Whether or not we get a blast higher before the market turns back down is the biggest question in my mind. The consolidation pattern we've seen since the January low is a continuation pattern, meaning we should see the decline continue. But the question as of tonight is whether we get a quick pop higher first and I'll show some upside targets to trade in case that happens.

1.2 Bonds and Credit Spreads

But one area that is giving us a heads up for another leg down in the market is what's happening with the credit spreads, which is a measure of bond traders' willingness to accept risk. The higher the risk the larger return they want. Therefore the spread between the riskier bonds (rated less than 'A') and the 10-year Treasury Notes is a good way to see how bond traders are feeling about the market risks.

First we'll look at the updated 10-year yield:

10-year Yield (TNX), Daily

The rally in yields (selling in the bonds) since the January low has yield right up against its downtrend line from October. Slightly higher is the downtrend line from June through the October high. I've been expecting a rally up to the 4.0%-4.3% area and today's high is just under this range. From an EW perspective it would be typical to see a 50% retracement of the June-January decline which would have it testing the December high--near 4.3%. If at any time TNX drops back below 3.5% it will likely mean the bounce is over and we'll get another leg down.

While TNX is rallying, which means bond holders are earning a higher return, the spread between these and the riskier bonds continues to widen. The following chart shows the DOW and an inverse chart of the credit spread (the higher the spread the lower the line, shown in dark blue):

Credit Spread between BAA Bonds and 10-year Note, Daily, courtesy Elliott Wave International

As noted on the chart, the spread is measuring the difference between the Moody's Bond Indices Corp. BAA and the 10-year yield. The spread has continued to widen through the month of January and into February. This says bond traders in this riskier category are demanding a higher return for what they perceive as higher risk. The point to take away from this chart is how the stock market generally follows the credit spread. As bond traders see higher risk in the junkier bonds so too do stock traders see higher risks in stocks, and both sell.
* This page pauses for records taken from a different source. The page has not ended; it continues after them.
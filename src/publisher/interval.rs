use std::{
  convert::Infallible,
  sync::{Arc, Weak},
};

use parking_lot::Mutex;

use super::Publisher;
use crate::{
  demand::Demand,
  outlet::Outlet,
  scheduler::{Duration, Scheduler, TaskHandle},
  subscriber::Subscriber,
  subscription::Subscription,
};

/// Emits the tick index every `period` on `scheduler`. Never completes.
///
/// Ticks are not buffered: a tick that finds no outstanding demand is dropped,
/// so a slow subscriber sees gaps in the sequence rather than a backlog.
pub fn interval<Sch: Scheduler>(period: Duration, scheduler: Sch) -> Interval<Sch> {
  Interval { period, scheduler }
}

#[derive(Clone)]
pub struct Interval<Sch> {
  period: Duration,
  scheduler: Sch,
}

impl<Sch: Scheduler> Publisher for Interval<Sch> {
  type Output = u64;
  type Failure = Infallible;

  fn subscribe<S>(self, subscriber: S)
  where
    S: Subscriber<u64, Infallible>,
  {
    let node = Arc::new(IntervalNode { outlet: Outlet::new(subscriber), ticks: Mutex::new(None) });
    node.outlet.attach(node.clone());
    if node.outlet.is_closed() {
      return;
    }

    let weak: Weak<IntervalNode<S>> = Arc::downgrade(&node);
    let mut tick = 0u64;
    let handle = self.scheduler.schedule_repeating(self.period, move || {
      if let Some(node) = weak.upgrade() {
        node.outlet.offer(tick);
      }
      tick += 1;
    });
    *node.ticks.lock() = Some(handle.clone());
    // Cancelled between attach and here.
    if node.outlet.is_closed() {
      handle.cancel();
    }
  }
}

struct IntervalNode<S> {
  outlet: Outlet<u64, Infallible, S>,
  ticks: Mutex<Option<TaskHandle>>,
}

impl<S> Subscription for IntervalNode<S>
where
  S: Subscriber<u64, Infallible>,
{
  fn request(&self, demand: Demand) { self.outlet.request(demand); }

  fn cancel(&self) {
    self.outlet.cancel();
    let ticks = self.ticks.lock().take();
    if let Some(ticks) = ticks {
      ticks.cancel();
    }
  }
}

impl<S> Drop for IntervalNode<S> {
  fn drop(&mut self) {
    if let Some(ticks) = self.ticks.get_mut().take() {
      ticks.cancel();
    }
  }
}

#[cfg(test)]
mod tests {
  use super::*;
  use crate::{scheduler::TestScheduler, testing::TestSubscriber};

  #[test]
  fn ticks_on_each_period() {
    let scheduler = TestScheduler::new();
    let (subscriber, recorder) = TestSubscriber::unlimited();
    interval(Duration::from_secs(1), scheduler.clone()).subscribe(subscriber);
    scheduler.advance_by(Duration::from_millis(3500));
    assert_eq!(recorder.values(), vec![0, 1, 2]);
    assert!(!recorder.is_completed());
  }

  #[test]
  fn ticks_without_demand_are_dropped() {
    let scheduler = TestScheduler::new();
    let (subscriber, recorder) = TestSubscriber::new(Demand::max(1));
    interval(Duration::from_secs(1), scheduler.clone()).subscribe(subscriber);
    scheduler.advance_by(Duration::from_secs(3));
    assert_eq!(recorder.values(), vec![0]);

    recorder.request(Demand::max(1));
    scheduler.advance_by(Duration::from_secs(1));
    assert_eq!(recorder.values(), vec![0, 3]);
  }

  #[test]
  fn cancel_stops_the_timer() {
    let scheduler = TestScheduler::new();
    let (subscriber, recorder) = TestSubscriber::unlimited();
    interval(Duration::from_secs(1), scheduler.clone()).subscribe(subscriber);
    scheduler.advance_by(Duration::from_secs(1));
    recorder.cancel();
    assert_eq!(scheduler.pending_count(), 0);
    scheduler.advance_by(Duration::from_secs(5));
    assert_eq!(recorder.values(), vec![0]);
  }
}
Selling in the riskier junk bonds drives yields higher and selling stocks of course drives prices lower.

Notice the divergence between the credit spread and the stock market back in October--the higher high in stocks was not matched by a higher high in the credit spread. The stock market soon followed the bond market down. Now we have a similar negative divergence between the bounce in the stock market since the January low and a lower low in the credit spread (again, higher spread but it's being graphed inversely to better show a match with stock prices). Care to guess who will win in this divergence? My money is with the bond market and therefore being short the stock market is the better play here.

1.3 Economic reports

Housing Starts and Permits

This morning's reports showed the housing market stabilizing a little, with housing starts improving slightly from the previous month but unfortunately permits did not. Starts improved by 0.8% to 1,012K but permits continued to decline, down -3.0% to 1,048K. The downward trend in sales has not slowed yet so these numbers can be expected to decline further. The following chart, courtesy briefing.com, shows graphically how much these numbers have dropped:

From the peak in 2005 the number has already been cut in half and nearly back to 1991 levels. When the number drops down to 800K (probably a little lower since the excesses were so significant at the high) then we'll probably start to carve out a bottom in housing.

New home inventories continue to make new highs and tighter lending standards by mortgage lenders is making it increasingly difficult to obtain a mortgage. The jump in the 10-year yield is also making new mortgages more expensive.

CPI and Core CPI

Inflation remains a worry as it continues to tick up and it came in slightly above expectations. This of course worries those who are expecting the Fed to continue lowering interest rates. The Fed has made it clear that it's more difficult to fight inflation than a slowing economy. With CPI up 0.4% ( 4.3% year-over-year) and core CPI up 0.3% ( 2.5% yoy), both are obviously above the Fed's target rate of 1%-2%. A slowing economy and rising inflation is very worrisome and many more are starting to talk about stagflation and a return to a time similar to the 1970s. Stagflation is not good for the stock market.

Inflation worries also spiked commodities today--gold and oil made new highs (not associated with a new low in the US dollar). Bond yields jumped higher on worries that inflation may continue. All of this is raising concerns that the Fed may be forced to back off on their assurances that they will do whatever they have to in order to alleviate the credit crisis. A rock and a hard place is where the Fed is currently located. They've been painted into a corner and there's no escaping getting paint on their shoes.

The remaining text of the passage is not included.